→ **Exercise brief**
Go through the entries below. Copy out every line that contains "events".
──────────────────────────────
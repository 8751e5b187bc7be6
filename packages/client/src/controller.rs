//! Reconnecting relay client.
//!
//! A single controller task owns the connection, the reconnect timer, the
//! offline queue and the inbox. [`RelayClient`] is a cheap handle that talks to
//! it over a channel, and [`ClientEvent`]s report everything the task observes.
//!
//! ```text
//! Disconnected --timer--> Connecting --init--> Connected
//!      ^                      |                    |
//!      +------ failure -------+------- close ------+
//! ```
//!
//! Reconnects happen after a fixed delay, forever, with at most one attempt in
//! flight.

use std::time::Duration;

use futures_util::StreamExt;
use hiroba_server::{domain::MessageContent, infrastructure::dto::websocket::ServerEvent};
use hiroba_shared::time::{millis_to_iso8601, now_millis};
use tokio::{
    sync::{mpsc, oneshot, watch},
    task::{JoinError, JoinHandle},
    time::Instant,
};
use tokio_tungstenite::tungstenite::{self, protocol::Message};

use crate::{
    config::ClientConfig,
    domain::{ChatEntry, ConnectionState, Contact, Inbox, OfflineQueue, OutgoingChat},
    error::ClientError,
    transport::{self, Incoming, RelayStream},
};

/// Everything the controller reports to the application
#[derive(Debug, Clone, PartialEq, Eq)]
pub enum ClientEvent {
    StateChanged(ConnectionState),
    /// `init` received: our identity for this connection
    Identified(Contact),
    /// Contacts after a roster update (self excluded)
    RosterUpdated(Vec<Contact>),
    MessageReceived {
        contact_id: String,
        message: ChatEntry,
    },
    /// Local echo of a chat written to the relay
    MessageSent {
        contact_id: String,
        message: ChatEntry,
    },
    /// Offline queue length after it changed
    Queued(usize),
}

enum Command {
    Send(OutgoingChat),
    SetActive(Option<String>),
    MarkAsRead(String),
    Inbox(oneshot::Sender<Inbox>),
    Shutdown,
}

/// Handle to the controller task
pub struct RelayClient {
    commands: mpsc::UnboundedSender<Command>,
    state: watch::Receiver<ConnectionState>,
    task: JoinHandle<()>,
}

impl RelayClient {
    /// Spawn the controller and start connecting immediately
    pub fn spawn(config: ClientConfig) -> (Self, mpsc::UnboundedReceiver<ClientEvent>) {
        let (command_tx, command_rx) = mpsc::unbounded_channel();
        let (event_tx, event_rx) = mpsc::unbounded_channel();
        let (state_tx, state_rx) = watch::channel(ConnectionState::Disconnected);

        let controller = Controller {
            config,
            commands: command_rx,
            events: event_tx,
            state_tx,
            state: ConnectionState::Disconnected,
            queue: OfflineQueue::new(),
            inbox: Inbox::new(),
            attempt: None,
            link: None,
            retry_at: None,
            handshake_deadline: None,
        };
        let task = tokio::spawn(controller.run());

        (
            Self {
                commands: command_tx,
                state: state_rx,
                task,
            },
            event_rx,
        )
    }

    pub fn state(&self) -> ConnectionState {
        *self.state.borrow()
    }

    pub fn watch_state(&self) -> watch::Receiver<ConnectionState> {
        self.state.clone()
    }

    /// Send a chat, or queue it until the connection is back
    ///
    /// The local echo is filed under `contact_id`'s conversation. Content the
    /// relay would refuse (empty or too long) is rejected here, so it is never
    /// queued or echoed.
    pub fn send(
        &self,
        contact_id: impl Into<String>,
        content: impl Into<String>,
    ) -> Result<(), ClientError> {
        let content = MessageContent::new(content.into())?;
        self.command(Command::Send(OutgoingChat::new(
            contact_id,
            content.into_string(),
        )))
    }

    pub fn set_active_conversation(&self, contact_id: Option<String>) -> Result<(), ClientError> {
        self.command(Command::SetActive(contact_id))
    }

    pub fn mark_as_read(&self, contact_id: impl Into<String>) -> Result<(), ClientError> {
        self.command(Command::MarkAsRead(contact_id.into()))
    }

    /// Snapshot of contacts and conversations
    pub async fn inbox(&self) -> Result<Inbox, ClientError> {
        let (tx, rx) = oneshot::channel();
        self.command(Command::Inbox(tx))?;
        rx.await.map_err(|_| ClientError::ShutDown)
    }

    /// Close the connection, cancel any pending reconnect and wait for the task
    pub async fn shutdown(self) -> Result<(), ClientError> {
        // 既に停止している場合は送信に失敗するが、そのまま待機する
        let _ = self.commands.send(Command::Shutdown);
        self.task
            .await
            .map_err(|e| ClientError::ConnectionError(e.to_string()))
    }

    fn command(&self, command: Command) -> Result<(), ClientError> {
        self.commands.send(command).map_err(|_| ClientError::ShutDown)
    }
}

enum Wake {
    Command(Option<Command>),
    Attempt(Result<Result<RelayStream, ClientError>, JoinError>),
    Frame(Option<Result<Message, tungstenite::Error>>),
    Retry,
    HandshakeExpired,
}

struct Controller {
    config: ClientConfig,
    commands: mpsc::UnboundedReceiver<Command>,
    events: mpsc::UnboundedSender<ClientEvent>,
    state_tx: watch::Sender<ConnectionState>,
    state: ConnectionState,
    queue: OfflineQueue,
    inbox: Inbox,
    /// 進行中の接続試行（常に高々 1 つ）
    attempt: Option<JoinHandle<Result<RelayStream, ClientError>>>,
    link: Option<RelayStream>,
    retry_at: Option<Instant>,
    handshake_deadline: Option<Instant>,
}

impl Controller {
    async fn run(mut self) {
        self.begin_attempt();

        loop {
            let wake = tokio::select! {
                command = self.commands.recv() => Wake::Command(command),
                result = wait_attempt(&mut self.attempt) => Wake::Attempt(result),
                frame = next_frame(&mut self.link) => Wake::Frame(frame),
                _ = sleep_until(self.retry_at) => Wake::Retry,
                _ = sleep_until(self.handshake_deadline) => Wake::HandshakeExpired,
            };

            match wake {
                Wake::Command(None | Some(Command::Shutdown)) => {
                    self.close().await;
                    break;
                }
                Wake::Command(Some(command)) => self.on_command(command).await,
                Wake::Attempt(result) => self.on_attempt(result),
                Wake::Frame(frame) => self.on_frame(frame).await,
                Wake::Retry => {
                    self.retry_at = None;
                    self.begin_attempt();
                }
                Wake::HandshakeExpired => {
                    let timeout = ClientError::HandshakeTimeout(
                        self.config.handshake_timeout.as_millis(),
                    );
                    tracing::warn!("{}", timeout);
                    self.link_lost();
                }
            }
        }

        tracing::info!("Client stopped");
    }

    fn begin_attempt(&mut self) {
        if self.attempt.is_some() || self.link.is_some() {
            return;
        }

        self.set_state(ConnectionState::Connecting);
        tracing::info!("Connecting to {}", self.config.url);

        let url = self.config.url.clone();
        let timeout = self.config.handshake_timeout;
        self.attempt = Some(tokio::spawn(
            async move { transport::open(&url, timeout).await },
        ));
    }

    fn on_attempt(&mut self, result: Result<Result<RelayStream, ClientError>, JoinError>) {
        self.attempt = None;

        match result {
            Ok(Ok(stream)) => {
                tracing::info!("Transport open, waiting for init");
                self.link = Some(stream);
                self.handshake_deadline = Some(Instant::now() + self.config.handshake_timeout);
            }
            Ok(Err(e)) => {
                tracing::warn!("{}", e);
                self.schedule_retry();
            }
            Err(e) => {
                tracing::warn!("Connection attempt aborted: {}", e);
                self.schedule_retry();
            }
        }
    }

    async fn on_frame(&mut self, frame: Option<Result<Message, tungstenite::Error>>) {
        match frame {
            Some(Ok(message)) => match transport::decode(message) {
                Incoming::Event(event) => self.on_event(event).await,
                Incoming::Ignored => {}
                Incoming::Closed => self.link_lost(),
            },
            Some(Err(e)) => {
                tracing::warn!("WebSocket read error: {}", e);
                self.link_lost();
            }
            None => self.link_lost(),
        }
    }

    async fn on_event(&mut self, event: ServerEvent) {
        let now = now_iso8601();

        match event {
            ServerEvent::Init { user } => {
                let me = self.inbox.identify(user, &now);
                tracing::info!("Identified as '{}' ({})", me.id, me.name);
                self.handshake_deadline = None;
                self.emit(ClientEvent::Identified(me));
                self.set_state(ConnectionState::Connected);
                self.flush().await;
            }
            ServerEvent::Users { users } => {
                let contacts = self.inbox.replace_roster(users, &now).to_vec();
                tracing::debug!("Roster updated: {} contact(s)", contacts.len());
                self.emit(ClientEvent::RosterUpdated(contacts));
            }
            ServerEvent::Chat(chat) => {
                let message = self.inbox.receive_chat(chat, &now);
                self.emit(ClientEvent::MessageReceived {
                    contact_id: message.sender_id.clone(),
                    message,
                });
            }
        }
    }

    async fn on_command(&mut self, command: Command) {
        match command {
            Command::Send(chat) => {
                if !self.state.is_connected() {
                    let len = self.queue.enqueue(chat);
                    tracing::debug!("Offline, queued chat ({} pending)", len);
                    self.emit(ClientEvent::Queued(len));
                    return;
                }
                if let Err(chat) = self.transmit(chat).await {
                    let len = self.queue.enqueue(chat);
                    self.emit(ClientEvent::Queued(len));
                    self.link_lost();
                }
            }
            Command::SetActive(contact_id) => self.inbox.set_active(contact_id),
            Command::MarkAsRead(contact_id) => {
                self.inbox.mark_as_read(&contact_id);
            }
            Command::Inbox(reply) => {
                let _ = reply.send(self.inbox.clone());
            }
            // run() で処理済み
            Command::Shutdown => {}
        }
    }

    /// Write a chat to the relay and record its local echo
    ///
    /// Returns the chat back when it could not be written.
    async fn transmit(&mut self, chat: OutgoingChat) -> Result<(), OutgoingChat> {
        let Some(link) = self.link.as_mut() else {
            return Err(chat);
        };

        if let Err(e) = transport::send_chat(link, &chat.content).await {
            tracing::warn!("Failed to send chat: {}", e);
            return Err(chat);
        }

        let message = self
            .inbox
            .record_sent(&chat.contact_id, &chat.content, &now_iso8601());
        self.emit(ClientEvent::MessageSent {
            contact_id: chat.contact_id,
            message,
        });
        Ok(())
    }

    /// Send everything queued while offline, in submission order
    async fn flush(&mut self) {
        if self.queue.is_empty() {
            return;
        }
        tracing::info!("Flushing {} queued chat(s)", self.queue.len());

        while let Some(chat) = self.queue.pop_front() {
            if let Err(chat) = self.transmit(chat).await {
                self.queue.requeue_front(chat);
                self.emit(ClientEvent::Queued(self.queue.len()));
                self.link_lost();
                return;
            }
        }
        self.emit(ClientEvent::Queued(0));
    }

    fn link_lost(&mut self) {
        self.link = None;
        self.handshake_deadline = None;
        self.schedule_retry();
    }

    fn schedule_retry(&mut self) {
        self.set_state(ConnectionState::Disconnected);
        self.retry_at = Some(Instant::now() + self.config.reconnect_delay);
        tracing::info!(
            "Reconnecting in {} ms",
            self.config.reconnect_delay.as_millis()
        );
    }

    async fn close(&mut self) {
        if let Some(attempt) = self.attempt.take() {
            attempt.abort();
        }
        self.retry_at = None;
        self.handshake_deadline = None;

        if let Some(mut link) = self.link.take() {
            let _ = tokio::time::timeout(Duration::from_secs(1), link.close(None)).await;
        }
        self.set_state(ConnectionState::Disconnected);
    }

    fn set_state(&mut self, state: ConnectionState) {
        if self.state == state {
            return;
        }
        tracing::info!("Connection state: {} -> {}", self.state, state);
        self.state = state;
        self.state_tx.send_replace(state);
        self.emit(ClientEvent::StateChanged(state));
    }

    fn emit(&self, event: ClientEvent) {
        // 受信側が破棄されていても制御は続ける
        let _ = self.events.send(event);
    }
}

async fn wait_attempt(
    attempt: &mut Option<JoinHandle<Result<RelayStream, ClientError>>>,
) -> Result<Result<RelayStream, ClientError>, JoinError> {
    match attempt {
        Some(handle) => handle.await,
        None => std::future::pending().await,
    }
}

async fn next_frame(link: &mut Option<RelayStream>) -> Option<Result<Message, tungstenite::Error>> {
    match link {
        Some(stream) => stream.next().await,
        None => std::future::pending().await,
    }
}

async fn sleep_until(deadline: Option<Instant>) {
    match deadline {
        Some(deadline) => tokio::time::sleep_until(deadline).await,
        None => std::future::pending().await,
    }
}

fn now_iso8601() -> String {
    millis_to_iso8601(now_millis())
}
──────────────────────────────
→ **Response**
            events: event_tx,
    events: mpsc::UnboundedSender<ClientEvent>,
        let _ = self.events.send(event);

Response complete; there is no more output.